Bicycling Street Smarts



Let's look first at how you get onto your bicycle. If you climb onto it the right way, you get quicker, safer starts and a more efficient riding position. We'll also take a look at how to get off smoothly so you're positioned to start again quickly.


Starting position(11 kB gif)

The first pedal stroke starts you moving, and also lifts you onto the saddle.

When you get onto your bicycle, first stand over the frame in front of the saddle. Hold the brake levers so the bike won’t roll. A steady bike lets you get into position to mount.

Now, using either foot, gently turn the crank backwards until the pedal is at 2 o’clock position – forward and high. If the crank won’t turn easily, carefully adjust the gear levers until the chain runs straight. If your bicycle has a back-pedalling brake, you may roll it backwards to position the pedal, or lift the rear wheel so you can turn the pedals forward.

Once your foot is on the pedal in the 2 o’clock position, you’re ready to get moving. Let go of the brake levers and push down on the pedal. The first pedal stroke starts the bicycle moving and lifts you up to the saddle. When the opposite pedal comes up to top position, put your foot on it for the second pedal stroke.

As you slow to a stop, shift down to a low, starting gear. On a derailleur-equipped bicycle, the gears shift only while you’re still turning the pedals, so planning ahead pays off.

When you’re coming to a stop, stand on one pedal, and slide forward off the saddle. Lean the bicycle a little to the side and place your free foot on the ground. When stopped, raise the other foot and its pedal into the 2 o’clock starting position, the same way as when you got onto the bicycle.

No matter what type of pedals you use (see below), keep only one foot on the ground when you stop. The other foot waits on its pedal in the 2 o’clock position, ready for a quick start.

Correct threading and use of toe strap (11 kB gif)

Thread a toe strap as shown, from outside to inside of the pedal. Leave the end hanging loose so you can pull it to tighten the strap.


Clipless pedals, or older-style toeclips and straps, are like "feet belts." Though not necessary, they increase pedaling efficiency and safety. But learning to use them requires practice. Be sure to master the release motion before using them on the road.

There are several different clipless pedal systems. Many have an adjustment for release force. Since most people toe-out naturally you may need to rotate the cleats in the shoes for comfort and to avoid knee stress.
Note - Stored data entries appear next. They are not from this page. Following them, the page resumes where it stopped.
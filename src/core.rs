pub mod finder;
pub mod normalizer;
pub mod point;
pub mod region;
pub mod search_range;
pub mod series;
pub mod usage;
pub mod window;
pub mod wire;

pub use self::{
    finder::Finder,
    normalizer::Normalizer,
    point::{NormalizedPricePoint, PricePoint, RawPricePoint},
    region::Region,
    series::PriceSeries,
    usage::{Usage, UsageRequest},
    window::HourWindow,
    wire::Payload,
};
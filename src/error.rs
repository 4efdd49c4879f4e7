use chrono::TimeDelta;

pub type Result<T = (), E = Error> = std::result::Result<T, E>;

#[derive(Debug, thiserror::Error)]
pub enum Error {
    /// Malformed or non-finite input data.
    #[error("malformed price data: `{field}` of point #{index} {reason}")]
    DataFormat { index: usize, field: &'static str, reason: &'static str },

    #[error("invalid configuration: `{field}` {reason}")]
    InvalidConfiguration { field: &'static str, reason: &'static str },

    /// No usable price points.
    #[error("no price data available")]
    EmptySeries,

    /// The requested usage does not fit into the covered part of the search range.
    #[error(
        "the usage needs {}, but only {} of contiguous price data is available in the range",
        FormattedDuration(*.required),
        FormattedDuration(*.available),
    )]
    InsufficientRange { required: TimeDelta, available: TimeDelta },

    #[error("invalid usage request: {0}")]
    InvalidUsageRequest(#[from] InvalidUsageRequest),
}

#[derive(Debug, Copy, Clone, Eq, PartialEq, thiserror::Error)]
pub enum InvalidUsageRequest {
    #[error("the duration must be positive")]
    NonPositiveDuration,

    #[error("the energy must be positive")]
    NonPositiveEnergy,

    #[error("the power must be positive")]
    NonPositivePower,

    #[error("the duration is too large")]
    DurationOutOfRange,

    #[error("the search range must end after it starts")]
    EmptySearchRange,

    #[error("the duration exceeds the search range")]
    DurationExceedsSearchRange,
}

/// Displays a duration as `1h 30m 15s`, omitting zero components.
pub struct FormattedDuration(pub TimeDelta);

impl std::fmt::Display for FormattedDuration {
    fn fmt(&self, f: &mut std::fmt::Formatter<'_>) -> std::fmt::Result {
        let total = self.0.num_seconds();
        if total == 0 {
            return write!(f, "0s");
        }
        if total < 0 {
            write!(f, "-")?;
        }
        let total = total.unsigned_abs();
        let (hours, minutes, seconds) = (total / 3600, total % 3600 / 60, total % 60);
        let mut separator = "";
        for (value, unit) in [(hours, "h"), (minutes, "m"), (seconds, "s")] {
            if value != 0 {
                write!(f, "{separator}{value}{unit}")?;
                separator = " ";
            }
        }
        Ok(())
    }
}
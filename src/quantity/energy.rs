use std::fmt::{Debug, Display, Formatter};

use chrono::TimeDelta;

use crate::quantity::{Quantity, power::Kilowatts};

pub type KilowattHours = Quantity<f64, 1, 1, 0>;

impl KilowattHours {
    /// Get the time needed to consume the energy at the constant power.
    ///
    /// The result is rounded to whole seconds. [`None`] when it does not fit into [`TimeDelta`]
    /// or either operand is not finite.
    #[must_use]
    pub fn duration_at(self, power: Kilowatts) -> Option<TimeDelta> {
        let seconds = self.0 / power.0 * 3600.0;
        if !seconds.is_finite() || seconds.abs() >= 1e15 {
            return None;
        }

        #[expect(clippy::cast_possible_truncation)]
        TimeDelta::try_seconds(seconds.round() as i64)
    }
}

impl Display for KilowattHours {
    fn fmt(&self, f: &mut Formatter<'_>) -> std::fmt::Result {
        write!(f, "{:.3} kWh", self.0)
    }
}

impl Debug for KilowattHours {
    fn fmt(&self, f: &mut Formatter<'_>) -> std::fmt::Result {
        write!(f, "{:?}kWh", self.0)
    }
}
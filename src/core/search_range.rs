//! Quick search range presets.

use chrono::{DateTime, MappedLocalTime, NaiveDate, TimeDelta, TimeZone, Timelike, Utc};
use chrono_tz::Tz;

use crate::ops::Interval;

const EVENING_HOUR: u32 = 20;
const MORNING_HOUR: u32 = 7;

/// From now on for the specified time, clipped to the horizon.
#[must_use]
pub fn next_hours(now: DateTime<Utc>, length: TimeDelta, horizon: Interval) -> Option<Interval> {
    Interval::new(now, now.checked_add_signed(length)?).intersection(horizon)
}

/// From now on till the end of the price data.
#[must_use]
pub fn until_horizon_end(now: DateTime<Utc>, horizon: Interval) -> Option<Interval> {
    horizon.intersection(horizon.with_start(now))
}

/// Tonight from 20:00 till 07:00 local time, clipped to the horizon.
///
/// When it is already night, the range starts now.
#[must_use]
pub fn tonight(now: DateTime<Utc>, time_zone: Tz, horizon: Interval) -> Option<Interval> {
    let local_now = now.with_timezone(&time_zone);
    let today = local_now.date_naive();
    let hour = local_now.hour();
    let night = if hour < MORNING_HOUR {
        Interval::new(now, local_time(time_zone, today, MORNING_HOUR)?)
    } else if hour >= EVENING_HOUR {
        Interval::new(now, local_time(time_zone, today.succ_opt()?, MORNING_HOUR)?)
    } else {
        Interval::new(
            local_time(time_zone, today, EVENING_HOUR)?,
            local_time(time_zone, today.succ_opt()?, MORNING_HOUR)?,
        )
    };
    night.intersection(horizon)
}

fn local_time(time_zone: Tz, date: NaiveDate, hour: u32) -> Option<DateTime<Utc>> {
    match time_zone.from_local_datetime(&date.and_hms_opt(hour, 0, 0)?) {
        MappedLocalTime::Single(time) | MappedLocalTime::Ambiguous(time, _) => {
            Some(time.with_timezone(&Utc))
        }
        MappedLocalTime::None => None,
    }
}

#[cfg(test)]
mod tests {
    use super::*;

    fn at(day: u32, hour: u32, minute: u32) -> DateTime<Utc> {
        Utc.with_ymd_and_hms(2025, 10, day, hour, minute, 0).unwrap()
    }

    /// 2025-10-11 00:00 till 2025-10-12 22:00 UTC.
    fn horizon() -> Interval {
        Interval::new(at(11, 0, 0), at(12, 22, 0))
    }

    #[test]
    fn test_next_hours() {
        assert_eq!(
            next_hours(at(11, 10, 30), TimeDelta::hours(3), horizon()),
            Some(Interval::new(at(11, 10, 30), at(11, 13, 30))),
        );
        assert_eq!(
            next_hours(at(12, 20, 0), TimeDelta::hours(3), horizon()),
            Some(Interval::new(at(12, 20, 0), at(12, 22, 0))),
            "clipped to the horizon",
        );
        assert_eq!(next_hours(at(13, 0, 0), TimeDelta::hours(3), horizon()), None);
    }

    #[test]
    fn test_until_horizon_end() {
        assert_eq!(
            until_horizon_end(at(11, 10, 30), horizon()),
            Some(Interval::new(at(11, 10, 30), at(12, 22, 0))),
        );
        assert_eq!(until_horizon_end(at(10, 0, 0), horizon()), Some(horizon()));
        assert_eq!(until_horizon_end(at(12, 22, 0), horizon()), None);
    }

    #[test]
    fn test_tonight_in_the_afternoon() {
        // 14:00 in Berlin, which is UTC+2 in October:
        assert_eq!(
            tonight(at(11, 12, 0), Tz::Europe__Berlin, horizon()),
            Some(Interval::new(at(11, 18, 0), at(12, 5, 0))),
        );
    }

    #[test]
    fn test_tonight_in_the_evening() {
        // 23:30 in Berlin:
        assert_eq!(
            tonight(at(11, 21, 30), Tz::Europe__Berlin, horizon()),
            Some(Interval::new(at(11, 21, 30), at(12, 5, 0))),
        );
    }

    #[test]
    fn test_tonight_after_midnight() {
        // 03:00 in Berlin:
        assert_eq!(
            tonight(at(12, 1, 0), Tz::Europe__Berlin, horizon()),
            Some(Interval::new(at(12, 1, 0), at(12, 5, 0))),
        );
    }

    #[test]
    fn test_tonight_beyond_horizon() {
        // 14:00 in Berlin on the last day, the night starts at 18:00 UTC and is clipped:
        assert_eq!(
            tonight(at(12, 12, 0), Tz::Europe__Berlin, horizon()),
            Some(Interval::new(at(12, 18, 0), at(12, 22, 0))),
        );
        let short_horizon = Interval::new(at(11, 0, 0), at(11, 15, 0));
        assert_eq!(tonight(at(11, 12, 0), Tz::Europe__Berlin, short_horizon), None);
    }
}
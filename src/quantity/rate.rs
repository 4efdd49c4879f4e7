use std::{
    fmt::{Debug, Display, Formatter},
    ops::Mul,
};

use chrono::TimeDelta;

use crate::quantity::{Quantity, cost::KilowattCost};

/// Euro cents per kilowatt-hour.
pub type KilowattHourRate = Quantity<f64, -1, -1, 1>;

impl KilowattHourRate {
    /// Round to hundredths of a cent, half away from zero.
    ///
    /// Negative zero collapses into zero, so that the rate never renders as `-0.00`.
    pub fn round_to_hundredths(self) -> Self {
        let rounded = (self.0 * 100.0).round() / 100.0;
        Self(if rounded == 0.0 { 0.0 } else { rounded })
    }
}

impl Display for KilowattHourRate {
    fn fmt(&self, f: &mut Formatter<'_>) -> std::fmt::Result {
        write!(f, "{:.2} ct/kWh", self.0)
    }
}

impl Debug for KilowattHourRate {
    fn fmt(&self, f: &mut Formatter<'_>) -> std::fmt::Result {
        write!(f, "{:?}ct/kWh", self.0)
    }
}

impl Mul<TimeDelta> for KilowattHourRate {
    type Output = KilowattCost;

    fn mul(self, rhs: TimeDelta) -> Self::Output {
        let hours = rhs.as_seconds_f64() / 3600.0;
        Quantity(self.0 * hours)
    }
}

#[cfg(test)]
mod tests {
    use approx::assert_abs_diff_eq;
    use proptest::prelude::*;

    use super::*;

    #[test]
    fn test_round_to_hundredths() {
        assert_abs_diff_eq!(KilowattHourRate::from(1.234).round_to_hundredths().0, 1.23);
        assert_abs_diff_eq!(KilowattHourRate::from(-5.0051).round_to_hundredths().0, -5.01);
    }

    #[test]
    fn test_round_half_away_from_zero() {
        assert_abs_diff_eq!(KilowattHourRate::from(0.125).round_to_hundredths().0, 0.13);
        assert_abs_diff_eq!(KilowattHourRate::from(-0.125).round_to_hundredths().0, -0.13);
    }

    #[test]
    fn test_negative_zero_is_coerced() {
        let rate = KilowattHourRate::from(-0.001).round_to_hundredths();
        assert!(rate.0.is_sign_positive());
        assert_eq!(rate.to_string(), "0.00 ct/kWh");
    }

    #[test]
    fn test_mul_time_delta() {
        assert_abs_diff_eq!((KilowattHourRate::from(10.0) * TimeDelta::minutes(90)).0, 15.0);
    }

    proptest! {
        #[test]
        fn prop_round_to_hundredths_is_idempotent(value in -100_000.0..100_000.0_f64) {
            let once = KilowattHourRate::from(value).round_to_hundredths();
            let twice = once.round_to_hundredths();
            prop_assert_eq!(once.0.to_bits(), twice.0.to_bits());
        }
    }
}
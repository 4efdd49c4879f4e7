use chrono::{DateTime, TimeDelta, Utc};
use serde::Serialize;
use serde_with::{TimestampSeconds, serde_as};

use crate::{
    core::point::NormalizedPricePoint,
    ops::Interval,
    quantity::{
        cost::{Cents, KilowattCost},
        energy::KilowattHours,
        power::Kilowatts,
        rate::KilowattHourRate,
    },
};

/// The cheapest window found.
#[must_use]
#[serde_as]
#[derive(Clone, Debug, PartialEq, Serialize)]
pub struct HourWindow {
    /// Points overlapping the window, in time order.
    pub associated_price_points: Vec<NormalizedPricePoint>,

    #[serde_as(as = "TimestampSeconds<i64>")]
    pub window_start: DateTime<Utc>,

    #[serde_as(as = "TimestampSeconds<i64>")]
    pub window_end: DateTime<Utc>,

    /// Time-weighted sum of the rates, that is the cost per kilowatt of constant draw.
    pub total_cost: KilowattCost,
}

impl HourWindow {
    pub const fn interval(&self) -> Interval {
        Interval::new(self.window_start, self.window_end)
    }

    #[must_use]
    pub fn duration(&self) -> TimeDelta {
        self.window_end - self.window_start
    }

    pub fn average_rate(&self) -> KilowattHourRate {
        self.total_cost / self.duration()
    }

    /// Cost of running a constant load through the window.
    pub fn energy_cost(&self, power: Kilowatts) -> Cents {
        self.total_cost * power
    }

    pub fn energy(&self, power: Kilowatts) -> KilowattHours {
        power * self.duration()
    }
}

#[cfg(test)]
mod tests {
    use approx::assert_abs_diff_eq;
    use chrono::TimeZone;

    use super::*;

    fn window() -> HourWindow {
        let window_start = Utc.with_ymd_and_hms(2025, 10, 11, 1, 30, 0).unwrap();
        HourWindow {
            associated_price_points: Vec::new(),
            window_start,
            window_end: window_start + TimeDelta::minutes(90),
            total_cost: KilowattCost::from(15.0),
        }
    }

    #[test]
    fn test_helpers() {
        let window = window();
        assert_eq!(window.duration(), TimeDelta::minutes(90));
        assert_abs_diff_eq!(window.average_rate().0, 10.0);
        assert_abs_diff_eq!(window.energy_cost(Kilowatts::from(2.0)).0, 30.0);
        assert_abs_diff_eq!(window.energy(Kilowatts::from(2.0)).0, 3.0);
    }

    #[test]
    fn test_serialize() -> Result<(), serde_json::Error> {
        assert_eq!(
            serde_json::to_string(&window())?,
            r#"{"associated_price_points":[],"window_start":1760146200,"window_end":1760151600,"total_cost":15.0}"#,
        );
        Ok(())
    }
}
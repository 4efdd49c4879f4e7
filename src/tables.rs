use chrono_tz::Tz;
use comfy_table::{Attribute, Cell, CellAlignment, Color, Table, modifiers, presets};
use spotwindow::{
    core::{HourWindow, NormalizedPricePoint, PriceSeries},
    error::FormattedDuration,
};

fn new_table() -> Table {
    let mut table = Table::new();
    table
        .load_preset(presets::UTF8_FULL_CONDENSED)
        .apply_modifier(modifiers::UTF8_ROUND_CORNERS)
        .enforce_styling();
    table
}

pub fn build_series_table(
    series: &PriceSeries,
    points: &[NormalizedPricePoint],
    include_tax: bool,
    time_zone: Tz,
) -> Table {
    let midpoint = (series.min_price() + series.max_price()) / 2.0;

    let mut table = new_table();
    table.set_header(vec!["Date", "Start", "End", "Price", "With tax", "Rate"]);
    for point in points {
        let start_time = point.start_time.with_timezone(&time_zone);
        let price_cell = Cell::new(point.price).set_alignment(CellAlignment::Right).fg(
            if point.price <= midpoint { Color::Green } else { Color::Red },
        );
        let price_cell = if point.price == series.min_price() || point.price == series.max_price() {
            price_cell.add_attribute(Attribute::Bold)
        } else {
            price_cell
        };
        table.add_row(vec![
            Cell::new(start_time.format("%b %d")).add_attribute(Attribute::Dim),
            Cell::new(start_time.format("%H:%M")),
            Cell::new(point.end_time.with_timezone(&time_zone).format("%H:%M"))
                .add_attribute(Attribute::Dim),
            price_cell,
            Cell::new(point.price_with_tax).set_alignment(CellAlignment::Right),
            Cell::new(series.rate(point, include_tax)).set_alignment(CellAlignment::Right),
        ]);
    }
    table
}

pub fn build_window_table(
    window: &HourWindow,
    series: &PriceSeries,
    include_tax: bool,
    time_zone: Tz,
) -> Table {
    let mut table = new_table();
    table.set_header(vec!["Date", "Start", "End", "Rate", "Usage", "Cost"]);
    for point in &window.associated_price_points {
        let Some(overlap) = point.interval().intersection(window.interval()) else {
            continue;
        };
        let is_partial = overlap != point.interval();
        let rate = series.rate(point, include_tax);
        let start_time = overlap.start.with_timezone(&time_zone);
        table.add_row(vec![
            Cell::new(start_time.format("%b %d")).add_attribute(Attribute::Dim),
            Cell::new(start_time.format("%H:%M")),
            Cell::new(overlap.end.with_timezone(&time_zone).format("%H:%M"))
                .add_attribute(Attribute::Dim),
            Cell::new(rate).set_alignment(CellAlignment::Right),
            Cell::new(FormattedDuration(overlap.len()))
                .set_alignment(CellAlignment::Right)
                .fg(if is_partial { Color::DarkYellow } else { Color::Reset }),
            Cell::new(rate * overlap.len()).set_alignment(CellAlignment::Right),
        ]);
    }
    table.add_row(vec![
        Cell::new("Total").add_attribute(Attribute::Bold),
        Cell::new(""),
        Cell::new(""),
        Cell::new(window.average_rate()).set_alignment(CellAlignment::Right),
        Cell::new(FormattedDuration(window.duration())).set_alignment(CellAlignment::Right),
        Cell::new(window.total_cost).set_alignment(CellAlignment::Right).add_attribute(Attribute::Bold),
    ]);
    table
}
Thread toeclips and straps as shown in the illustration - from the outside to the inside of the pedal. Leave the end of the strap sticking out like a floppy dog ear - don't tuck it back into the buckle. Tighten the strap by pulling on the end, and loosen it by pushing the buckle outward with your thumb.


Do not try to sit down on the saddle with both feet on the ground before you start. If you can do this, your saddle is too low. Make sure your saddle height is adjusted properly (a good bike shop can help you). A saddle that's too low (or too high) can cause knee injuries and makes it harder to pedal.

Pushing the bike along with a foot, like a scooter, or leaping onto a bike from the side, like a horse, are not as steady or safe as the pedal-step method described earlier in this chapter.


Practice the pedal-step method until you’re comfortable with it. Raise the saddle if it is too low. Also, practice shifting your gears as you stop, so you’ll have good acceleration when you start again. You’ll be rewarded with smoother, safer and quicker starts.